Par dernières conclusions reçues le 3 janvier 2002 la COMMERZBANK AG venant aux droits de la COMMERZ CREDIT BANK demande à la Cour de rejeter l’appel comme mal fondé, de confirmer le jugement entrepris, de condamner les époux X. aux dépens et au paiement de la somme de 2.286,74 euros au titre de l’article 700 du NCPC.
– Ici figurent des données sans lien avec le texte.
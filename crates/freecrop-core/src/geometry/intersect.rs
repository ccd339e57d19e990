//! Segment intersection and path crossing tests.
//!
//! Touching endpoints never count as an intersection. Consecutive segments
//! of a contour always share a vertex, so a looser policy would reject every
//! path after its second edge.

use super::{PathContour, Point};

/// Test whether segment `p1`-`p2` crosses segment `p3`-`p4`.
///
/// Uses the orientation determinant
/// `d = (p4.y - p3.y)(p2.x - p1.x) - (p4.x - p3.x)(p2.y - p1.y)`
/// and the two cross-product numerators `ua`, `ub`. After normalising so
/// that `d >= 0`, the segments intersect when `0 < ua <= d` and
/// `0 < ub <= d`. Parallel and collinear segments (`d == 0`) never
/// intersect.
///
/// The result is symmetric: swapping the two segments gives the same answer.
pub fn segments_intersect(p1: Point, p2: Point, p3: Point, p4: Point) -> bool {
    let mut d = (p4.y - p3.y) * (p2.x - p1.x) - (p4.x - p3.x) * (p2.y - p1.y);
    let mut ua = (p4.x - p3.x) * (p1.y - p3.y) - (p4.y - p3.y) * (p1.x - p3.x);
    let mut ub = (p2.x - p1.x) * (p1.y - p3.y) - (p2.y - p1.y) * (p1.x - p3.x);

    if d < 0.0 {
        d = -d;
        ua = -ua;
        ub = -ub;
    }

    ua > 0.0 && ua <= d && ub > 0.0 && ub <= d
}

/// Rough collinearity check comparing the rounded x and y ratios of
/// `p1`->`p3` against `p1`->`p2`.
///
/// This is a heuristic; axis-aligned input produces non-finite ratios and
/// the comparison follows IEEE rules for them.
pub fn are_collinear(p1: Point, p2: Point, p3: Point) -> bool {
    let x_side = (p3.x - p1.x) / (p2.x - p1.x);
    let y_side = (p3.y - p1.y) / (p2.y - p1.y);
    x_side.round() == y_side.round()
}

/// Find the first window where a new candidate point crosses the path.
///
/// Walks `points` from newest to oldest in overlapping windows of three
/// `(a, b, c)` and tests the segment `candidate`-`a` against `b`-`c`.
/// Returns the four points of the first crossing, or `None`. Fewer than
/// three points never intersect.
pub fn find_path_self_intersection(points: &[Point], candidate: Point) -> Option<[Point; 4]> {
    if points.len() < 3 {
        return None;
    }

    (3..=points.len()).rev().find_map(|end| {
        let a = points[end - 1];
        let b = points[end - 2];
        let c = points[end - 3];
        segments_intersect(candidate, a, b, c).then_some([candidate, a, b, c])
    })
}

/// True when adding `candidate` makes the path cross itself.
///
/// See [`find_path_self_intersection`].
pub fn path_self_intersects_new_point(points: &[Point], candidate: Point) -> bool {
    find_path_self_intersection(points, candidate).is_some()
}

/// Find the first consecutive pair of `path` crossed by segment `p1`-`p2`.
///
/// Pairs are tested most recent first. A zero-length segment or a path
/// with fewer than two points never intersects.
pub fn find_segment_path_intersection(p1: Point, p2: Point, path: &[Point]) -> Option<[Point; 4]> {
    if p1 == p2 || path.len() < 2 {
        return None;
    }

    path.windows(2).rev().find_map(|pair| {
        let (older, newer) = (pair[0], pair[1]);
        segments_intersect(p1, p2, newer, older).then_some([p1, p2, newer, older])
    })
}

/// True when segment `p1`-`p2` crosses any edge of `path`.
pub fn segment_intersects_path(p1: Point, p2: Point, path: &[Point]) -> bool {
    find_segment_path_intersection(p1, p2, path).is_some()
}

/// True when `point` lies strictly inside the bounding box of `contour`.
///
/// Cheaper and looser than [`PathContour::contains`]; an empty contour
/// contains nothing.
pub fn bounding_box_contains(contour: &PathContour, point: Point) -> bool {
    match contour.bounding_box() {
        Some(bbox) => {
            bbox.min_x() < point.x
                && bbox.max_x() > point.x
                && bbox.min_y() < point.y
                && bbox.max_y() > point.y
        }
        None => false,
    }
}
Elle fait valoir pour sa part que :
- le contrat de prêt est un contrat transfrontalier soumis à la convention de ROME du 19 juin 1980 ;
- les parties ont convenu expressément dans le contrat de la soumettre au droit allemand ; l’article 3 de la convention est donc applicable ;
- la loi allemande doit s’appliquer dès lors que ses dispositions ne sont pas contraires aux dispositions de la loi du 13 juillet 1979 conformément à l’article 16 de la convention aux termes duquel l’application d’une disposition de la loi désignée par la convention ne peut être écartée que si cette application est manifestement incompatible avec l’ordre public du for ;
- [minute page 7] l’offre de prêt respecte les dispositions de la loi allemande qui ne sont pas incompatibles avec la législation française dans la mesure où il est prévu :
- un délai de réflexion de 10 jours,
- le maintien de l’offre pendant 30 jours,
- l’indication du montant mensuel des échéances,
- le coût de la prime,
- l’indication du TEG avec la précision que s’y ajoutent les frais de notaire pour la constitution d’hypothèque ;
Subsidiairement, si la Cour considère que l’article 5 de la convention de ROME est applicable aux crédits immobiliers, la COMMERZBANK fait observer que la société COFIA n’a reçu aucun mandat de sa part de démarcher des clients, et que ce sont les époux X. qui ont contacté et mandaté la COFIA pour rechercher un organisme prêteur à l’étranger ; que la conclusion du contrat n’a donc pas été précédée en FRANCE d’une proposition spécialement faite ou d’une publicité (article 5-2 de la convention de ROME) ;
La COMMERZBANK soutient que dans tous les cas, les indications contenues dans l’offre de prêt, la notice, qui fait corps avec l’offre, rappelées dans l’acte notarié portant constitution d’hypothèque, respectent les dispositions de la loi du 13 juillet 1979 sur l’information et la protection des consommateurs ;
La déchéance des intérêts, qui sanctionne la non observation des formalités requises conformément à l’article L. 312-33 du Code de la Consommation, a été à bon droit rejetée.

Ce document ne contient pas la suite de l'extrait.